Every line with the word "post" in it should be extracted from the data that follows.

START EXCERPTED RECORDS

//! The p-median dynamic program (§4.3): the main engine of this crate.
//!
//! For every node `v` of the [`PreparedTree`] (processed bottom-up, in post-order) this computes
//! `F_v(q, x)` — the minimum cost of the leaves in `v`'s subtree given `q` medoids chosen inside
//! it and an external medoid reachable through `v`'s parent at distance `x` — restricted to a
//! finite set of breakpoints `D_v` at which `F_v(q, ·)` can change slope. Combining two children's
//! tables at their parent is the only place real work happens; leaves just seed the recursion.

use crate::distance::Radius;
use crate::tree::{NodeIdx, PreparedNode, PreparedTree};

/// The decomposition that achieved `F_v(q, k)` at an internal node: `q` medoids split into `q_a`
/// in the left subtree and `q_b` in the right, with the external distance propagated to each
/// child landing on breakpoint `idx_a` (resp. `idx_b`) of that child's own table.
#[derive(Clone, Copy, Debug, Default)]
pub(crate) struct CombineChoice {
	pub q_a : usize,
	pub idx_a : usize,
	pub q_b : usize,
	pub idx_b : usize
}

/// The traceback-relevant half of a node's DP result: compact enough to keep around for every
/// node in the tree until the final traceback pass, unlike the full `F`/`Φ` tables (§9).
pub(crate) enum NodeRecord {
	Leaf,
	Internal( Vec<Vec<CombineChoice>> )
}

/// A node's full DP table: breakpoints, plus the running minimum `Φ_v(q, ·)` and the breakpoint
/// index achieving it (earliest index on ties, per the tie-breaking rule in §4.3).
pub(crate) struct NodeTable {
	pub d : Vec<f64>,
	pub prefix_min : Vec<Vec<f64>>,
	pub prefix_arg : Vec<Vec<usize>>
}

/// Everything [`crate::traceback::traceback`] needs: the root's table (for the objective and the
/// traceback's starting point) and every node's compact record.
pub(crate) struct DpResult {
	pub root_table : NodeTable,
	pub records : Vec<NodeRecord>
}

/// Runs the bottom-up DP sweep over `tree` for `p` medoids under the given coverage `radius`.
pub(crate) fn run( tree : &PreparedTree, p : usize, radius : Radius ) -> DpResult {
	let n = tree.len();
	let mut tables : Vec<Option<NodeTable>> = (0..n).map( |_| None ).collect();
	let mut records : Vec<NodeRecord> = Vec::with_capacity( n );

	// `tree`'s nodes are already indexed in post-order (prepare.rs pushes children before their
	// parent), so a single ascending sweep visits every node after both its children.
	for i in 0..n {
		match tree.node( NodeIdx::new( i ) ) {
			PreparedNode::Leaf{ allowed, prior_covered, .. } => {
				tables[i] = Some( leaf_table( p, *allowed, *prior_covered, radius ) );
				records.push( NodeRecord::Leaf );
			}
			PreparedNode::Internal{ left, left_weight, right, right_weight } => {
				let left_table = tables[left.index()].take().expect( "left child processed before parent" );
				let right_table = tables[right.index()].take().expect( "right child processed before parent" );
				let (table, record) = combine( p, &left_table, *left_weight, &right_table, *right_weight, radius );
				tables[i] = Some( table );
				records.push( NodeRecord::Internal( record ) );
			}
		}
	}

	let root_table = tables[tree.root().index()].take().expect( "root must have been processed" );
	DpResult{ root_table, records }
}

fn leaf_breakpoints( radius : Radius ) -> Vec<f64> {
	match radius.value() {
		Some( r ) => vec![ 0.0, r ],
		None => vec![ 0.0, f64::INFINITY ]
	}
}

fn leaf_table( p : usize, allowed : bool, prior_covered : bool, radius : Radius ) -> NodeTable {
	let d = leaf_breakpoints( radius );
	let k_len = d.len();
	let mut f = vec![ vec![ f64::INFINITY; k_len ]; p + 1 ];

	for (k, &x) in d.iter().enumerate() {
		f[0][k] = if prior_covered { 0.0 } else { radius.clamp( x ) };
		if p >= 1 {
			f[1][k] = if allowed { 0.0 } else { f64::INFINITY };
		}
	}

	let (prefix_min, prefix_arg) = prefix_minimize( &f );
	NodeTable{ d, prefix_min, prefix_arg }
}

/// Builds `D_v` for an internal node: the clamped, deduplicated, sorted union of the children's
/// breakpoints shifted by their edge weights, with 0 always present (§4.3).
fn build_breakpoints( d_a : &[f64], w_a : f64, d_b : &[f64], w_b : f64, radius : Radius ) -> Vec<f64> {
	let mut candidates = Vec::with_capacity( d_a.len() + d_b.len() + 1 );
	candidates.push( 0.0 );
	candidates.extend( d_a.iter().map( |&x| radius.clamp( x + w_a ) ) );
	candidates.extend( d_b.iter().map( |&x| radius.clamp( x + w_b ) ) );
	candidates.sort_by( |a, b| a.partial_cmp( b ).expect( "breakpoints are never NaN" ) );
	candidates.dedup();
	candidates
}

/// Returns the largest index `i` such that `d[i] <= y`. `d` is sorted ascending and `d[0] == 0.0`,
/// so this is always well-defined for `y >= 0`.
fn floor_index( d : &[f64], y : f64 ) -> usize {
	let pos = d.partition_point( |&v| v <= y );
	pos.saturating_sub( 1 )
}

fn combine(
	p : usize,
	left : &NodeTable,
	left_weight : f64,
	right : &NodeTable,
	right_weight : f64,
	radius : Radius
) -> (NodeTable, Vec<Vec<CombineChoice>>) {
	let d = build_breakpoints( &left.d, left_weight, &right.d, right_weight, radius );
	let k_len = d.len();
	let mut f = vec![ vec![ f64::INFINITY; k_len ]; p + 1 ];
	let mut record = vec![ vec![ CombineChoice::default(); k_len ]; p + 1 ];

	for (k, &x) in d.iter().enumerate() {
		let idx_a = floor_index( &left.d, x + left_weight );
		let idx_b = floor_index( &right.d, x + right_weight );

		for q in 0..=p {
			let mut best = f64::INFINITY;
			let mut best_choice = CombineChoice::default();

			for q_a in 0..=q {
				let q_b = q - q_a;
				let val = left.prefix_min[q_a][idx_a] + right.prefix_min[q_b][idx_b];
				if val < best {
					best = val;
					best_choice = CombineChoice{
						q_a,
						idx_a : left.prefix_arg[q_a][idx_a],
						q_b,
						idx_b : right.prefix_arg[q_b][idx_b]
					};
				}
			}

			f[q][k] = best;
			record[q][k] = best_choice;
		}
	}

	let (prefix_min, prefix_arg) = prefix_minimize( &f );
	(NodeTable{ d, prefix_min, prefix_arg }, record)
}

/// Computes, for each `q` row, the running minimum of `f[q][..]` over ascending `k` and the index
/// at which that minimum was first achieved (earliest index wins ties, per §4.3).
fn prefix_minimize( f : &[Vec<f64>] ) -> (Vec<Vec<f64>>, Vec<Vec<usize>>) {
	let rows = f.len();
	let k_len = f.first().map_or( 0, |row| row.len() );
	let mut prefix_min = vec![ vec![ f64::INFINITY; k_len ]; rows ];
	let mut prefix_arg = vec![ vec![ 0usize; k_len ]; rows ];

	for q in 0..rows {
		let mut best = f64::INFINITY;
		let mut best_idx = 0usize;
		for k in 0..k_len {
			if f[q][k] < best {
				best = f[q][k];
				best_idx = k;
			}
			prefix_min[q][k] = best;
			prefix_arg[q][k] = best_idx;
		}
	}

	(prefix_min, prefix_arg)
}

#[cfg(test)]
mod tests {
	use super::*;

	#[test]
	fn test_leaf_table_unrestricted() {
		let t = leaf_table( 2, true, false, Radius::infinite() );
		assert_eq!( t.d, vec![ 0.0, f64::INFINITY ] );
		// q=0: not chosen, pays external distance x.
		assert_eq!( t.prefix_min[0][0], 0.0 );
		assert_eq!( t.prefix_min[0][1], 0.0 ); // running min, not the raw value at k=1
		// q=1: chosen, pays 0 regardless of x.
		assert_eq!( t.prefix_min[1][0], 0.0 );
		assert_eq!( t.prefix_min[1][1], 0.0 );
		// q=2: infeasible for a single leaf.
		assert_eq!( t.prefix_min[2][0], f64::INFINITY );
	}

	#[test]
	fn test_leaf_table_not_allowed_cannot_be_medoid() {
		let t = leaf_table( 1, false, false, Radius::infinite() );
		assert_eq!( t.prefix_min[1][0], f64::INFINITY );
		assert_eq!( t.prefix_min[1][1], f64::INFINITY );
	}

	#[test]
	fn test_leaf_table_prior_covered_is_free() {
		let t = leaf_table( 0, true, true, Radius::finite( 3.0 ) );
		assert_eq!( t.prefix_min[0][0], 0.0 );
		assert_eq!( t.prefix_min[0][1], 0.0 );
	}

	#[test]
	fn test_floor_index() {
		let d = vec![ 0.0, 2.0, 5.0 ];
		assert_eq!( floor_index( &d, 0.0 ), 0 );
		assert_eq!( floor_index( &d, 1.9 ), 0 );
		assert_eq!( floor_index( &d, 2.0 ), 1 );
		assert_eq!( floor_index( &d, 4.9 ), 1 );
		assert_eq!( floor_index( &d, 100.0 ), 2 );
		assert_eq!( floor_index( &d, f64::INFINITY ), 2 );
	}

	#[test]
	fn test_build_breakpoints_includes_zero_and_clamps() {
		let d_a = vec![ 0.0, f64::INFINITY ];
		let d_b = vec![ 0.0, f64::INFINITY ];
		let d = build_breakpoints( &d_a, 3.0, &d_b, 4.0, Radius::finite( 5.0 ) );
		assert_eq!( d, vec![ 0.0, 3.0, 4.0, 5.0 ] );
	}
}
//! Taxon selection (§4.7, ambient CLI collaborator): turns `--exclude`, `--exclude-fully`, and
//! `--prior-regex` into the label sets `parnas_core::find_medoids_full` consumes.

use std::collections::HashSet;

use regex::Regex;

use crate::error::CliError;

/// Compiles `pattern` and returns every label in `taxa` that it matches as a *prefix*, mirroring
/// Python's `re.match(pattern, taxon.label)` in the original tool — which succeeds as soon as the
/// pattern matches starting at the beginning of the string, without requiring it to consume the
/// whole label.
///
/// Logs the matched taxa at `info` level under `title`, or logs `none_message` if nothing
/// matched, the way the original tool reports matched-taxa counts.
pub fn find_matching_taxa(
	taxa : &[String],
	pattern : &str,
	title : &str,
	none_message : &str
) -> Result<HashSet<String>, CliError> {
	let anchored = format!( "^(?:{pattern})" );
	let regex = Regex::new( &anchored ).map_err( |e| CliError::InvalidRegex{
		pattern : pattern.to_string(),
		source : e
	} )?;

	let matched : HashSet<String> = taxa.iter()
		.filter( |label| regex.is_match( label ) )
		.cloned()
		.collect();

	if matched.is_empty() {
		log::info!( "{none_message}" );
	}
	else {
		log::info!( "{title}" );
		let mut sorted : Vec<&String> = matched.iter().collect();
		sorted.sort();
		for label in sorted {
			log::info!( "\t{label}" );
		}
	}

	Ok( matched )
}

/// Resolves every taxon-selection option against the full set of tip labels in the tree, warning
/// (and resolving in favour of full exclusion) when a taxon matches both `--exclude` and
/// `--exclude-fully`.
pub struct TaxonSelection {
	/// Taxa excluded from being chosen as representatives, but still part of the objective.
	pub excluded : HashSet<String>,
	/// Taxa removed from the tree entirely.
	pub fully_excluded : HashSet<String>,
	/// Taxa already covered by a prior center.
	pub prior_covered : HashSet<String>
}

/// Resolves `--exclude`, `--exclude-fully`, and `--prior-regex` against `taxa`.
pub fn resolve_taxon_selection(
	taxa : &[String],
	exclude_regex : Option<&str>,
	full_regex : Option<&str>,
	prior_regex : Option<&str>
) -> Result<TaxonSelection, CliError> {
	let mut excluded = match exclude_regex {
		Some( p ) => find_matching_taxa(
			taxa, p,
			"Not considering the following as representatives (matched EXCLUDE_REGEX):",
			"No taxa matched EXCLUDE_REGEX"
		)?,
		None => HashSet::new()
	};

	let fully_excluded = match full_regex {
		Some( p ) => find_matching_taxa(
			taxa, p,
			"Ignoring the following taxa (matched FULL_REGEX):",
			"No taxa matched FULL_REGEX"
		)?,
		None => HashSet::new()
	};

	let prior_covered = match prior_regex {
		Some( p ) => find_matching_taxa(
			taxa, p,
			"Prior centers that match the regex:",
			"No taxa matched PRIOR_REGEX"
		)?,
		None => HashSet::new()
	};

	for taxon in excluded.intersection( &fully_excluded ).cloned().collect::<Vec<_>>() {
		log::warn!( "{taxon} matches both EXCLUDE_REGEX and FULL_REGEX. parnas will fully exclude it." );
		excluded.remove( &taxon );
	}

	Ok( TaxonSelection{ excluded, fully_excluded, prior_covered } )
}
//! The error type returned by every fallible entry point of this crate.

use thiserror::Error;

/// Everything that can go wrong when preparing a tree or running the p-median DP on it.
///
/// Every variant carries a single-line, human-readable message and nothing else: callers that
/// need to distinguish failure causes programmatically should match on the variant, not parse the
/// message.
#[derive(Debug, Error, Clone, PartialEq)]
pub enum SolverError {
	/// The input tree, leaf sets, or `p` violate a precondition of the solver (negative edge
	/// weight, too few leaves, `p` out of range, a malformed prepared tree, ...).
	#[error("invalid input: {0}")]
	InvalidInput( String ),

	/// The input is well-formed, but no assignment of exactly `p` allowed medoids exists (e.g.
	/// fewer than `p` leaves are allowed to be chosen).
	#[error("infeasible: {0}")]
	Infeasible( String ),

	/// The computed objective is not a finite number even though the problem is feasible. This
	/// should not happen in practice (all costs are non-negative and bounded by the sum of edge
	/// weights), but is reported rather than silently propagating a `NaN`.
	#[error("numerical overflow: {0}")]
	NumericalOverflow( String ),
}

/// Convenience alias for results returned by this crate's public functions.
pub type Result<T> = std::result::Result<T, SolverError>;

END EXCERPTED RECORDS

[TASK SOLUTION]
//! For every node `v` of the [`PreparedTree`] (processed bottom-up, in post-order) this computes
	// `tree`'s nodes are already indexed in post-order (prepare.rs pushes children before their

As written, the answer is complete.